Numerous provisions were added to the CFA in 1993 and 1996 to lessen its impact on new car dealers. The Illinois Supreme Court, in Allen v. Woodfield Chevrolet, Inc., 208 Ill.2d 12 (2003), declared all of these provisions unconstitutional.  But the legislature has yet to remove these provisions from the statute.  See 815 ILCS 505/10a(a)(f)(g)and (h).

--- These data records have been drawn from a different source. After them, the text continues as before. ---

//! Configuration loading for the client.
//!
//! Every field has a default, so an empty TOML document is a valid config.

use serde::Deserialize;
use std::collections::BTreeMap;
use std::path::Path;
use std::time::Duration;

use crate::error::ConfigError;
use crate::key::ResourceKind;
use crate::policy::{PolicyTable, RetryPolicy, StalenessPolicy, default_policy};

/// Overrides `base_url` when set.
pub const BASE_URL_ENV: &str = "HIRE_QUERY_BASE_URL";

#[derive(Debug, Clone, PartialEq, Deserialize)]
#[serde(deny_unknown_fields, default)]
pub struct ClientConfig {
    pub base_url: String,
    pub request_timeout_ms: u64,
    pub cache: CacheConfig,
    /// Staleness per resource kind (snake_case name), in ms or `"never"`.
    pub staleness: BTreeMap<String, StalenessSetting>,
    pub polling: PollingConfig,
    pub chat: ChatConfig,
    pub retry: RetryConfig,
}

#[derive(Debug, Clone, PartialEq, Default, Deserialize)]
#[serde(deny_unknown_fields, default)]
pub struct CacheConfig {
    pub gc_retention_ms: u64,
}

#[derive(Debug, Clone, PartialEq, Deserialize)]
#[serde(untagged)]
pub enum StalenessSetting {
    Millis(u64),
    Keyword(String),
}

#[derive(Debug, Clone, PartialEq, Deserialize)]
#[serde(deny_unknown_fields, default)]
pub struct PollingConfig {
    pub chat_history_ms: u64,
    pub enrichment_status_ms: u64,
}

#[derive(Debug, Clone, PartialEq, Deserialize)]
#[serde(deny_unknown_fields, default)]
pub struct ChatConfig {
    pub settle_delay_ms: u64,
}

#[derive(Debug, Clone, Copy, PartialEq, Deserialize)]
#[serde(deny_unknown_fields)]
pub struct BackoffConfig {
    pub max_retries: u32,
    pub base_ms: u64,
    pub max_ms: u64,
}

#[derive(Debug, Clone, PartialEq, Deserialize)]
#[serde(deny_unknown_fields, default)]
pub struct RetryConfig {
    pub chat_start: BackoffConfig,
    pub chat_history: BackoffConfig,
}

impl Default for ClientConfig {
    fn default() -> Self {
        ClientConfig {
            base_url: "http://localhost:8000".to_string(),
            request_timeout_ms: 30_000,
            cache: CacheConfig::default(),
            staleness: BTreeMap::new(),
            polling: PollingConfig::default(),
            chat: ChatConfig::default(),
            retry: RetryConfig::default(),
        }
    }
}

impl Default for PollingConfig {
    fn default() -> Self {
        PollingConfig {
            chat_history_ms: 5_000,
            enrichment_status_ms: 3_000,
        }
    }
}

impl Default for ChatConfig {
    fn default() -> Self {
        ChatConfig {
            settle_delay_ms: 1_000,
        }
    }
}

impl Default for RetryConfig {
    fn default() -> Self {
        RetryConfig {
            chat_start: BackoffConfig {
                max_retries: 3,
                base_ms: 1_000,
                max_ms: 5_000,
            },
            chat_history: BackoffConfig {
                max_retries: 3,
                base_ms: 1_000,
                max_ms: 30_000,
            },
        }
    }
}

impl BackoffConfig {
    pub fn policy(&self) -> RetryPolicy {
        RetryPolicy::exponential(
            self.max_retries,
            Duration::from_millis(self.base_ms),
            Duration::from_millis(self.max_ms),
        )
    }
}

impl StalenessSetting {
    fn policy(&self, field: &'static str) -> Result<StalenessPolicy, ConfigError> {
        match self {
            StalenessSetting::Millis(ms) => Ok(StalenessPolicy::max_age(Duration::from_millis(*ms))),
            StalenessSetting::Keyword(word) if word == "never" => Ok(StalenessPolicy::never()),
            StalenessSetting::Keyword(word) => Err(ConfigError::InvalidValue {
                field,
                reason: format!("expected milliseconds or \"never\", got {:?}", word),
            }),
        }
    }
}

impl ClientConfig {
    /// Read `path`, apply environment overrides and validate.
    pub fn load(path: &Path) -> Result<Self, ConfigError> {
        let mut config = Self::from_path(path)?;
        config.apply_env_overrides();
        config.validate()?;
        Ok(config)
    }

    pub fn from_path(path: &Path) -> Result<Self, ConfigError> {
        let contents = std::fs::read_to_string(path)?;
        Self::from_toml_str(&contents)
    }

    pub fn from_toml_str(contents: &str) -> Result<Self, ConfigError> {
        let config: ClientConfig = toml::from_str(contents)?;
        Ok(config)
    }

    pub fn apply_env_overrides(&mut self) {
        if let Ok(url) = std::env::var(BASE_URL_ENV)
            && !url.trim().is_empty()
        {
            self.base_url = url;
        }
    }

    pub fn validate(&self) -> Result<(), ConfigError> {
        if self.base_url.trim().is_empty() {
            return Err(ConfigError::InvalidValue {
                field: "base_url",
                reason: "must not be empty".to_string(),
            });
        }
        if !self.base_url.starts_with("http://") && !self.base_url.starts_with("https://") {
            return Err(ConfigError::InvalidValue {
                field: "base_url",
                reason: "must start with http:// or https://".to_string(),
            });
        }
        if self.request_timeout_ms == 0 {
            return Err(ConfigError::InvalidValue {
                field: "request_timeout_ms",
                reason: "must be > 0".to_string(),
            });
        }
        if self.polling.chat_history_ms == 0 {
            return Err(ConfigError::InvalidValue {
                field: "polling.chat_history_ms",
                reason: "must be > 0".to_string(),
            });
        }
        if self.polling.enrichment_status_ms == 0 {
            return Err(ConfigError::InvalidValue {
                field: "polling.enrichment_status_ms",
                reason: "must be > 0".to_string(),
            });
        }
        for (field, backoff) in [
            ("retry.chat_start", &self.retry.chat_start),
            ("retry.chat_history", &self.retry.chat_history),
        ] {
            if backoff.max_ms < backoff.base_ms {
                return Err(ConfigError::InvalidValue {
                    field,
                    reason: "max_ms must be >= base_ms".to_string(),
                });
            }
        }
        self.policy_table().map(|_| ())
    }

    /// Per-kind policies: defaults, staleness overrides, and the chat-history
    /// read retry.
    pub fn policy_table(&self) -> Result<PolicyTable, ConfigError> {
        let mut overrides = BTreeMap::new();
        for (name, setting) in &self.staleness {
            let kind: ResourceKind = name.parse().map_err(|reason| ConfigError::InvalidValue {
                field: "staleness",
                reason,
            })?;
            overrides.insert(kind, setting.policy("staleness")?);
        }

        let mut table = PolicyTable::new();
        for (kind, staleness) in overrides {
            tracing::debug!(
                target: "hire_query::config",
                kind = %kind,
                max_age_ms = staleness.max_age_value().map(|age| age.as_millis() as u64),
                "staleness override"
            );
            let mut policy = default_policy(kind);
            policy.staleness = staleness;
            table.set(kind, policy);
        }
        let history = table.get(ResourceKind::ChatHistory);
        table.set(
            ResourceKind::ChatHistory,
            history.with_retry(self.retry.chat_history.policy()),
        );
        Ok(table)
    }

    pub fn gc_retention(&self) -> Duration {
        Duration::from_millis(self.cache.gc_retention_ms)
    }

    pub fn settle_delay(&self) -> Duration {
        Duration::from_millis(self.chat.settle_delay_ms)
    }
}

#[cfg(test)]
mod tests {
    use super::*;

    #[test]
    fn test_empty_document_uses_defaults() {
        let config = ClientConfig::from_toml_str("").unwrap();
        assert_eq!(config, ClientConfig::default());
        assert_eq!(config.base_url, "http://localhost:8000");
        assert_eq!(config.retry.chat_history.max_ms, 30_000);
        config.validate().unwrap();
    }

    #[test]
    fn test_partial_document() {
        let config = ClientConfig::from_toml_str(
            r#"
            base_url = "https://hire.example.com/sajilo"

            [staleness]
            jobs = 1000
            health = "never"

            [chat]
            settle_delay_ms = 250
            "#,
        )
        .unwrap();
        config.validate().unwrap();
        assert_eq!(config.settle_delay(), Duration::from_millis(250));

        let table = config.policy_table().unwrap();
        assert_eq!(
            table.get(ResourceKind::Jobs).staleness,
            StalenessPolicy::max_age(Duration::from_millis(1000))
        );
        assert_eq!(table.get(ResourceKind::Health).staleness, StalenessPolicy::never());
        assert_eq!(table.get(ResourceKind::ChatHistory).retry.max_retries, 3);
        assert_eq!(table.get(ResourceKind::Candidate).retry, RetryPolicy::none());
    }

    #[test]
    fn test_chat_history_override_keeps_configured_retry() {
        let config = ClientConfig::from_toml_str(
            r#"
            [staleness]
            chat_history = 2000

            [retry.chat_history]
            max_retries = 1
            base_ms = 500
            max_ms = 500
            "#,
        )
        .unwrap();
        let policy = config.policy_table().unwrap().get(ResourceKind::ChatHistory);
        assert_eq!(
            policy.staleness.max_age_value(),
            Some(Duration::from_millis(2000))
        );
        assert_eq!(
            policy.retry,
            RetryPolicy::exponential(1, Duration::from_millis(500), Duration::from_millis(500))
        );
    }

    #[test]
    fn test_unknown_field_rejected() {
        let err = ClientConfig::from_toml_str("base_uri = \"http://x\"").unwrap_err();
        assert!(matches!(err, ConfigError::Parse(_)));
    }

    #[test]
    fn test_invalid_values() {
        let config = ClientConfig {
            request_timeout_ms: 0,
            ..ClientConfig::default()
        };
        assert!(matches!(
            config.validate(),
            Err(ConfigError::InvalidValue { field: "request_timeout_ms", .. })
        ));

        let config = ClientConfig::from_toml_str("[staleness]\nwidgets = 10").unwrap();
        assert!(matches!(
            config.validate(),
            Err(ConfigError::InvalidValue { field: "staleness", .. })
        ));

        let config = ClientConfig::from_toml_str("[staleness]\njobs = \"sometimes\"").unwrap();
        assert!(config.validate().is_err());

        let config = ClientConfig::from_toml_str("base_url = \"localhost:8000\"").unwrap();
        assert!(config.validate().is_err());
    }
}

No right to jury trial in state court

The Consumer Fraud Act does not permit jury trial in state court.  Martin v. Heinhold Commodities, Inc., 163 Ill 2d. 33, 75 (1994).  But federal courts, using a different standard, have allowed CFA cases to go to jury trial.  Kremers v. The Coca-Cola Company, 714 F.Supp.2d 912 (2009).

Attorneys fees

The Act gives express authority to award attorney fees and costs to prevailing plaintiffs. 815 ILCS 505/10a(c).

Statute of limitations

Action must be commenced within 3 years after the cause of action accrued. 815 ILCS 505/10a(e). The limitations period is tolled during the pendency of related actions brought by the Attorney General or States Attorney, and for 1 year thereafter. The statute of limitations begins to run when a person knows or reasonably should know of his injury and also knows, or reasonably should know, that it was wrongfully caused. Sommer v. United Savings Life Insur. Co., 471 N.E.2d 606, 615 (2d Dist 1984).

Injunctive relief

Injunctive relief under the CFA is available to a person bringing suit under the Act, as well as to the Attorney General or a State's Attorney. 815 ILCS 505/10a(c).

Practice considerations

Do actual damages justify the litigation costs? Is there a potential award of punitive damages? Is injunctive relief feasible? Can consumer claims be aggregated in a class action? How do you calculate actual damages? Consumers should argue that the statute should be liberally construed to authorize the broadest damage remedy possible. Consider "loss-of-bargain" damages, rather than out-of-pocket damages. Also, consider proximate damages. For example, in a car case, damages may be not only the purchase price, but repair costs, alternate transportation, storage, and other inconveniences.